Polymer coatings on drug-eluting stents (DES) serve as a vehicle for delivery of antirestenotic drugs. Whether they influence outcomes for contemporary DES is unknown. The evolution of polymer coatings for zotarolimus-eluting stents (ZES) provides a natural experiment that facilitates such analysis. The Resolute ZES (R-ZES) uses the same antirestenotic drug as the Endeavor ZES (E-ZES) but has a more biocompatible polymer with enhanced drug release kinetics. However, there are limited data on the real-world comparative efficacy of R-ZES and the preceding E-ZES. Thus, we analyzed 17,643 patients who received either E-ZES or R-ZES from 2008 to 2014 from the British Columbia Cardiac Registry. A total of 9,869 patients (56%) received E-ZES and 7,774 patients (44%) received R-ZES. Compared with E-ZES, R-ZES was associated with lower 2-year mortality (4.1% vs 6.4%, p <0.001) and 2-year target vessel revascularization (TVR; 6.8% vs 10.7%, p <0.001). R-ZES use was an independent predictor of lower mortality rate and TVR. This was confirmed in propensity-matched analyses for 2-year mortality (hazard ratio [HR] 0.59, 95% CI 0.49 to 0.71, p <0.001) and 2-year TVR (HR 0.86, 95% CI 0.75 to 0.98, p = 0.032). Instrumental variable analyses demonstrated R-ZES to be associated with lower 2-year mortality (Δ = −2.2%, 95% CI −4.3% to −0.2%, p = 0.032) and 2-year TVR (Δ = −3.3% to 95% CI −6.1% to −0.7%, p = 0.015). Acknowledging the limitations of observational analyses, this study has shown that R-ZES was associated with lower long-term TVR and mortality. These data are reassuring for the newer R-ZES and demonstrate how polymer coatings may influence the clinical performance of DES with wider implications for future DES development and design.
Polymer coatings on drug-eluting stents (DES) serve as a vehicle for delivery and elution of antirestenotic drugs, but whether they may influence outcomes is unknown. The zotarolimus-eluting stents (ZES) represent one of the newer second generation DES, and the evolution in its polymer coatings provides a natural experiment that may facilitate such analysis. The Endeavor ZES (E-ZES) was the first of these, with a phosphorycholine-based polymer with rapid release drug kinetics.
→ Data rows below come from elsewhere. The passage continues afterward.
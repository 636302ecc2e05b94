//! Health endpoint configuration

use serde::{Deserialize, Serialize};

/// Configuration for the health/stats HTTP server
#[derive(Debug, Clone, Serialize, Deserialize)]
pub struct HealthConfig {
    /// Enable or disable the health server
    ///
    /// When disabled, the health server will not start.
    #[serde(default = "default_enabled")]
    pub enabled: bool,

    /// Address to bind the health server
    ///
    /// Common values:
    /// - `[::]:8080` (IPv6 any address, port 8080)
    /// - `0.0.0.0:8080` (IPv4 any address, port 8080)
    /// - `127.0.0.1:8080` (localhost only, port 8080)
    #[serde(default = "default_listen_address")]
    pub listen_address: String,

    /// Maximum queue depth threshold for the readiness probe
    ///
    /// When the number of undelivered messages exceeds this, the readiness
    /// probe fails so traffic is steered away until the backlog drains.
    #[serde(default = "default_max_queue_depth")]
    pub max_queue_depth: u64,
}

const fn default_enabled() -> bool {
    true
}

fn default_listen_address() -> String {
    "[::]:8080".to_string()
}

const fn default_max_queue_depth() -> u64 {
    10000
}

impl Default for HealthConfig {
    fn default() -> Self {
        Self {
            enabled: default_enabled(),
            listen_address: default_listen_address(),
            max_queue_depth: default_max_queue_depth(),
        }
    }
}
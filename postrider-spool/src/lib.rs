//! Durable queue store for the relay.
//!
//! Accepted messages are persisted as records with a delivery lifecycle
//! (`Pending` → `InFlight` → `Delivered`/`Retrying`/`Failed`) through a
//! pluggable [`BackingStore`]. The [`QueueStore`] guarantees that a record
//! is owned by at most one worker at a time and that no acknowledged message
//! is lost across restarts.

pub mod backends;
pub mod error;
pub mod record;
pub mod store;
pub mod types;

pub use backends::{BackingStore, FileBackingStore, MemoryBackingStore};
pub use error::{Result, SpoolError};
pub use record::{DeliveryStatus, Disposition, MessageRecord};
pub use store::{Counters, QueueStore};
pub use types::MessageId;
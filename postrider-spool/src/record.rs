use std::time::{Duration, SystemTime};

use serde::{Deserialize, Serialize};

use postrider_common::envelope::Envelope;

use crate::MessageId;

/// Where a record sits in its delivery lifecycle.
///
/// `Delivered` and `Failed` are terminal; nothing transitions out of them.
#[derive(Debug, Clone, Copy, PartialEq, Eq, Hash, Serialize, Deserialize)]
pub enum DeliveryStatus {
    /// Awaiting its first delivery attempt.
    Pending,
    /// Leased by a worker; a delivery attempt is underway.
    InFlight,
    /// Relayed upstream successfully.
    Delivered,
    /// A previous attempt failed transiently; waiting out the retry delay.
    Retrying,
    /// Given up, either permanently rejected or out of retry budget.
    Failed,
}

impl DeliveryStatus {
    #[must_use]
    pub const fn is_terminal(self) -> bool {
        matches!(self, Self::Delivered | Self::Failed)
    }
}

impl std::fmt::Display for DeliveryStatus {
    fn fmt(&self, f: &mut std::fmt::Formatter<'_>) -> std::fmt::Result {
        let status = match self {
            Self::Pending => "pending",
            Self::InFlight => "in-flight",
            Self::Delivered => "delivered",
            Self::Retrying => "retrying",
            Self::Failed => "failed",
        };
        f.write_str(status)
    }
}

/// The outcome a worker reports for a leased record.
#[derive(Debug, Clone, PartialEq, Eq)]
pub enum Disposition {
    /// The upstream accepted the message.
    Delivered,
    /// The attempt failed transiently; try again after `delay`.
    Retry { delay: Duration, error: String },
    /// The attempt failed for good.
    Failed { error: String },
}

/// A message in the queue, together with everything the dispatcher needs to
/// schedule and account for its delivery.
#[derive(Debug, Clone, PartialEq, Eq, Serialize, Deserialize)]
pub struct MessageRecord {
    pub id: MessageId,
    pub envelope: Envelope,
    pub status: DeliveryStatus,
    /// Number of delivery attempts made so far.
    pub attempt_count: u32,
    /// Earliest time the record is eligible for (re)delivery.
    pub next_attempt_at: SystemTime,
    /// Human-readable description of the most recent failure.
    pub last_error: Option<String>,
    pub created_at: SystemTime,
    pub updated_at: SystemTime,
}

impl MessageRecord {
    /// A fresh record for a newly accepted envelope, eligible immediately.
    #[must_use]
    pub fn accept(envelope: Envelope, now: SystemTime) -> Self {
        Self {
            id: MessageId::generate(),
            envelope,
            status: DeliveryStatus::Pending,
            attempt_count: 0,
            next_attempt_at: now,
            last_error: None,
            created_at: now,
            updated_at: now,
        }
    }

    /// Whether this record may be leased at `now`.
    #[must_use]
    pub fn is_eligible(&self, now: SystemTime) -> bool {
        matches!(
            self.status,
            DeliveryStatus::Pending | DeliveryStatus::Retrying
        ) && self.next_attempt_at <= now
    }
}

#[cfg(test)]
mod tests {
    use pretty_assertions::assert_eq;

    use super::*;

    #[test]
    fn fresh_record_is_immediately_eligible() {
        let now = SystemTime::now();
        let record = MessageRecord::accept(Envelope::default(), now);
        assert_eq!(record.status, DeliveryStatus::Pending);
        assert_eq!(record.attempt_count, 0);
        assert!(record.is_eligible(now));
    }

    #[test]
    fn future_retry_is_not_eligible() {
        let now = SystemTime::now();
        let mut record = MessageRecord::accept(Envelope::default(), now);
        record.status = DeliveryStatus::Retrying;
        record.next_attempt_at = now + Duration::from_secs(30);
        assert!(!record.is_eligible(now));
        assert!(record.is_eligible(now + Duration::from_secs(30)));
    }

    #[test]
    fn terminal_statuses_are_never_eligible() {
        let now = SystemTime::now();
        for status in [DeliveryStatus::Delivered, DeliveryStatus::Failed] {
            let mut record = MessageRecord::accept(Envelope::default(), now);
            record.status = status;
            assert!(status.is_terminal());
            assert!(!record.is_eligible(now + Duration::from_secs(3600)));
        }
    }

    #[test]
    fn in_flight_is_not_eligible() {
        let now = SystemTime::now();
        let mut record = MessageRecord::accept(Envelope::default(), now);
        record.status = DeliveryStatus::InFlight;
        assert!(!record.is_eligible(now));
    }
}
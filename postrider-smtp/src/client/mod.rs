//! SMTP client with support for STARTTLS and AUTH PLAIN.

use std::sync::Arc;

use base64::Engine as _;
use tokio::io::{AsyncReadExt, AsyncWriteExt};
use tokio::net::TcpStream;
use tokio_rustls::TlsConnector;
use tokio_rustls::rustls::pki_types::ServerName;
use tokio_rustls::rustls::{ClientConfig, RootCertStore};

use postrider_common::tracing;

pub mod error;
pub mod response;

pub use error::{ClientError, Result};
pub use response::Response;

/// Initial size of the read buffer for SMTP responses.
const BUFFER_SIZE: usize = 8192;

/// Maximum size of the read buffer to prevent unbounded growth (1MB).
const MAX_BUFFER_SIZE: usize = 1024 * 1024;

/// A connection that can be either plain TCP or TLS-wrapped.
enum ClientConnection {
    Plain(TcpStream),
    Tls(Box<tokio_rustls::client::TlsStream<TcpStream>>),
}

impl ClientConnection {
    async fn send(&mut self, data: &[u8]) -> Result<()> {
        match self {
            Self::Plain(stream) => stream.write_all(data).await?,
            Self::Tls(stream) => stream.write_all(data).await?,
        }
        Ok(())
    }

    async fn read(&mut self, buf: &mut [u8]) -> Result<usize> {
        let n = match self {
            Self::Plain(stream) => stream.read(buf).await?,
            Self::Tls(stream) => stream.read(buf).await?,
        };
        if n == 0 {
            return Err(ClientError::ConnectionClosed);
        }
        Ok(n)
    }

    /// Upgrades a plain connection to TLS.
    async fn upgrade_to_tls(self, domain: &str, accept_invalid_certs: bool) -> Result<Self> {
        match self {
            Self::Plain(stream) => {
                let mut root_store = RootCertStore::empty();

                let certs = rustls_native_certs::load_native_certs();
                for cert in certs.certs {
                    root_store.add(cert).map_err(|e| {
                        ClientError::TlsError(format!("Failed to add certificate: {e}"))
                    })?;
                }
                if !certs.errors.is_empty() {
                    tracing::warn!(?certs.errors, "Some certificates could not be loaded");
                }

                let mut config = ClientConfig::builder()
                    .with_root_certificates(root_store)
                    .with_no_client_auth();

                // For testing against self-signed upstreams only
                if accept_invalid_certs {
                    config
                        .dangerous()
                        .set_certificate_verifier(Arc::new(NoVerifier));
                }

                let connector = TlsConnector::from(Arc::new(config));
                let server_name = ServerName::try_from(domain.to_string())
                    .map_err(|e| ClientError::TlsError(format!("Invalid domain: {e}")))?;

                let tls_stream = connector
                    .connect(server_name, stream)
                    .await
                    .map_err(|e| ClientError::TlsError(e.to_string()))?;

                Ok(Self::Tls(Box::new(tls_stream)))
            }
            Self::Tls(_) => Err(ClientError::TlsError(
                "Connection is already TLS".to_string(),
            )),
        }
    }
}

/// A certificate verifier that accepts all certificates (for testing only).
#[derive(Debug)]
struct NoVerifier;

impl tokio_rustls::rustls::client::danger::ServerCertVerifier for NoVerifier {
    fn verify_server_cert(
        &self,
        _end_entity: &tokio_rustls::rustls::pki_types::CertificateDer<'_>,
        _intermediates: &[tokio_rustls::rustls::pki_types::CertificateDer<'_>],
        _server_name: &ServerName<'_>,
        _ocsp_response: &[u8],
        _now: tokio_rustls::rustls::pki_types::UnixTime,
    ) -> std::result::Result<
        tokio_rustls::rustls::client::danger::ServerCertVerified,
        tokio_rustls::rustls::Error,
    > {
        Ok(tokio_rustls::rustls::client::danger::ServerCertVerified::assertion())
    }

    fn verify_tls12_signature(
        &self,
        _message: &[u8],
        _cert: &tokio_rustls::rustls::pki_types::CertificateDer<'_>,
        _dss: &tokio_rustls::rustls::DigitallySignedStruct,
    ) -> std::result::Result<
        tokio_rustls::rustls::client::danger::HandshakeSignatureValid,
        tokio_rustls::rustls::Error,
    > {
        Ok(tokio_rustls::rustls::client::danger::HandshakeSignatureValid::assertion())
    }

    fn verify_tls13_signature(
        &self,
        _message: &[u8],
        _cert: &tokio_rustls::rustls::pki_types::CertificateDer<'_>,
        _dss: &tokio_rustls::rustls::DigitallySignedStruct,
    ) -> std::result::Result<
        tokio_rustls::rustls::client::danger::HandshakeSignatureValid,
        tokio_rustls::rustls::Error,
    > {
        Ok(tokio_rustls::rustls::client::danger::HandshakeSignatureValid::assertion())
    }

    fn supported_verify_schemes(&self) -> Vec<tokio_rustls::rustls::SignatureScheme> {
        vec![
            tokio_rustls::rustls::SignatureScheme::RSA_PKCS1_SHA256,
            tokio_rustls::rustls::SignatureScheme::ECDSA_NISTP256_SHA256,
            tokio_rustls::rustls::SignatureScheme::ED25519,
        ]
    }
}

/// An SMTP client for one upstream conversation.
pub struct SmtpClient {
    connection: Option<ClientConnection>,
    buffer: Vec<u8>,
    buffer_pos: usize,
    server_domain: String,
    accept_invalid_certs: bool,
}

impl SmtpClient {
    /// Connect to the given address.
    ///
    /// `server_domain` is the name certificates are verified against when
    /// the connection is later upgraded with [`starttls`](Self::starttls).
    ///
    /// # Errors
    ///
    /// Returns an error if the connection fails.
    pub async fn connect(addr: &str, server_domain: String) -> Result<Self> {
        let stream = TcpStream::connect(addr).await.map_err(ClientError::Io)?;

        Ok(Self {
            connection: Some(ClientConnection::Plain(stream)),
            buffer: vec![0u8; BUFFER_SIZE],
            buffer_pos: 0,
            server_domain,
            accept_invalid_certs: false,
        })
    }

    /// Accept invalid TLS certificates. For testing with self-signed
    /// certificates only; defaults to `false`.
    #[must_use]
    pub const fn accept_invalid_certs(mut self, accept: bool) -> Self {
        self.accept_invalid_certs = accept;
        self
    }

    /// Reads the initial server greeting (220 response).
    ///
    /// # Errors
    ///
    /// Returns an error if reading fails or the greeting is invalid.
    pub async fn read_greeting(&mut self) -> Result<Response> {
        self.read_response().await
    }

    /// Sends a raw command and reads the response.
    ///
    /// # Errors
    ///
    /// Returns an error if sending or reading fails.
    pub async fn command(&mut self, command: &str) -> Result<Response> {
        let data = format!("{command}\r\n");
        self.connection
            .as_mut()
            .ok_or(ClientError::ConnectionClosed)?
            .send(data.as_bytes())
            .await?;
        self.read_response().await
    }

    /// Sends EHLO with the specified domain.
    ///
    /// # Errors
    ///
    /// Returns an error if the command fails.
    pub async fn ehlo(&mut self, domain: &str) -> Result<Response> {
        self.command(&format!("EHLO {domain}")).await
    }

    /// Sends MAIL FROM.
    ///
    /// # Errors
    ///
    /// Returns an error if the command fails.
    pub async fn mail_from(&mut self, from: &str) -> Result<Response> {
        self.command(&format!("MAIL FROM:<{from}>")).await
    }

    /// Sends RCPT TO.
    ///
    /// # Errors
    ///
    /// Returns an error if the command fails.
    pub async fn rcpt_to(&mut self, to: &str) -> Result<Response> {
        self.command(&format!("RCPT TO:<{to}>")).await
    }

    /// Sends DATA.
    ///
    /// # Errors
    ///
    /// Returns an error if the command fails.
    pub async fn data(&mut self) -> Result<Response> {
        self.command("DATA").await
    }

    /// Sends the message body followed by the end-of-data marker.
    ///
    /// Applies dot transparency (RFC 5321 §4.5.2): lines beginning with a
    /// dot are escaped with another dot, and the body is terminated with
    /// CRLF before the lone-dot line.
    ///
    /// # Errors
    ///
    /// Returns an error if sending fails.
    pub async fn send_data(&mut self, data: &[u8]) -> Result<Response> {
        let mut stuffed = Vec::with_capacity(data.len() + 8);
        let mut at_line_start = true;
        for &byte in data {
            if at_line_start && byte == b'.' {
                stuffed.push(b'.');
            }
            stuffed.push(byte);
            at_line_start = byte == b'\n';
        }

        if !stuffed.ends_with(b"\r\n") {
            stuffed.extend_from_slice(b"\r\n");
        }
        stuffed.extend_from_slice(b".\r\n");

        self.connection
            .as_mut()
            .ok_or(ClientError::ConnectionClosed)?
            .send(&stuffed)
            .await?;

        self.read_response().await
    }

    /// Authenticates with AUTH PLAIN (RFC 4616 single-line form).
    ///
    /// # Errors
    ///
    /// Returns an error if the command fails.
    pub async fn auth_plain(&mut self, username: &str, password: &str) -> Result<Response> {
        let token = base64::engine::general_purpose::STANDARD
            .encode(format!("\0{username}\0{password}"));
        self.command(&format!("AUTH PLAIN {token}")).await
    }

    /// Sends QUIT.
    ///
    /// # Errors
    ///
    /// Returns an error if the command fails.
    pub async fn quit(&mut self) -> Result<Response> {
        self.command("QUIT").await
    }

    /// Sends STARTTLS and upgrades the connection when the server agrees.
    ///
    /// # Errors
    ///
    /// Returns an error if STARTTLS fails or the TLS upgrade fails.
    pub async fn starttls(&mut self) -> Result<Response> {
        let response = self.command("STARTTLS").await?;

        if response.is_success() {
            let domain = self.server_domain.clone();
            let accept_invalid = self.accept_invalid_certs;

            if let Some(connection) = self.connection.take() {
                self.connection = Some(connection.upgrade_to_tls(&domain, accept_invalid).await?);
                // Anything buffered before the handshake is plaintext residue
                self.buffer_pos = 0;
            } else {
                return Err(ClientError::ConnectionClosed);
            }
        }

        Ok(response)
    }

    /// Reads one complete (possibly multi-line) response.
    async fn read_response(&mut self) -> Result<Response> {
        loop {
            if let Some((response, consumed)) =
                Response::parse_response(&self.buffer[..self.buffer_pos])?
            {
                self.buffer.copy_within(consumed..self.buffer_pos, 0);
                self.buffer_pos -= consumed;

                return Ok(response);
            }

            if self.buffer_pos >= self.buffer.len() {
                let new_size = self.buffer.len() * 2;
                if new_size > MAX_BUFFER_SIZE {
                    return Err(ClientError::ParseError(format!(
                        "Response too large (exceeds {MAX_BUFFER_SIZE} bytes)"
                    )));
                }
                self.buffer.resize(new_size, 0);
            }

            let connection = self
                .connection
                .as_mut()
                .ok_or(ClientError::ConnectionClosed)?;
            let n = connection.read(&mut self.buffer[self.buffer_pos..]).await?;
            self.buffer_pos += n;
        }
    }
}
However, concerns regarding late lumen loss with E-ZES prompted the development of the newer Resolute ZES (R-ZES). This was initially based on the same platform and eluted the same dose of zotarolimus (Endeavor Resolute) but differed in its polymer coating that provided an extended drug release period. This was subsequently replaced by a stent with a different platform but retaining the new polymer coating (Resolute Integrity). Thus, comparison of outcomes after E-ZES and R-ZES implantation allows evaluation of the potential prognostic benefit of polymer coatings for contemporary DES. However, data directly comparing R-ZES with the preceding E-ZES are limited. We compared outcomes after E-ZES and R-ZES implantation in patients who underwent percutaneous coronary intervention (PCI) in the British Columbia Cardiac Registry (BCCR).
Methods
This was a retrospective observational cohort study to compare long-term outcomes after E-ZES and R-ZES implantation for an all-comers patient population undergoing PCI. We used merged data sets from the BCCR where data are collected prospectively from 5 tertiary cardiac centers and entered into a central database. Mortality events are obtained by linkage of provincial Vital Statistics Database, which records the date of death for all patients. We examined consecutive patients treated with PCI from 2008 to 2014 at all 5 cardiac centers in British Columbia, Canada. Anonymous data sets with linked mortality and target vessel revascularization (TVR) data were used for analysis. Of the total of 48,461 patients enrolled in BCCR, a total of 18,351 patients received ZES. Patients receiving other DES or both E-ZES and R-ZES were excluded. This yielded 17, 643 patients who received either E-ZES or R-ZES and were included in the final analysis ( Figure 1 ). We analyzed all-cause mortality and TVR at 30 days, 1 year, and 2 years. Ethical approval for analyses of outcomes after PCI was obtained from the University of British Columbia Ethics Board (H12-01628).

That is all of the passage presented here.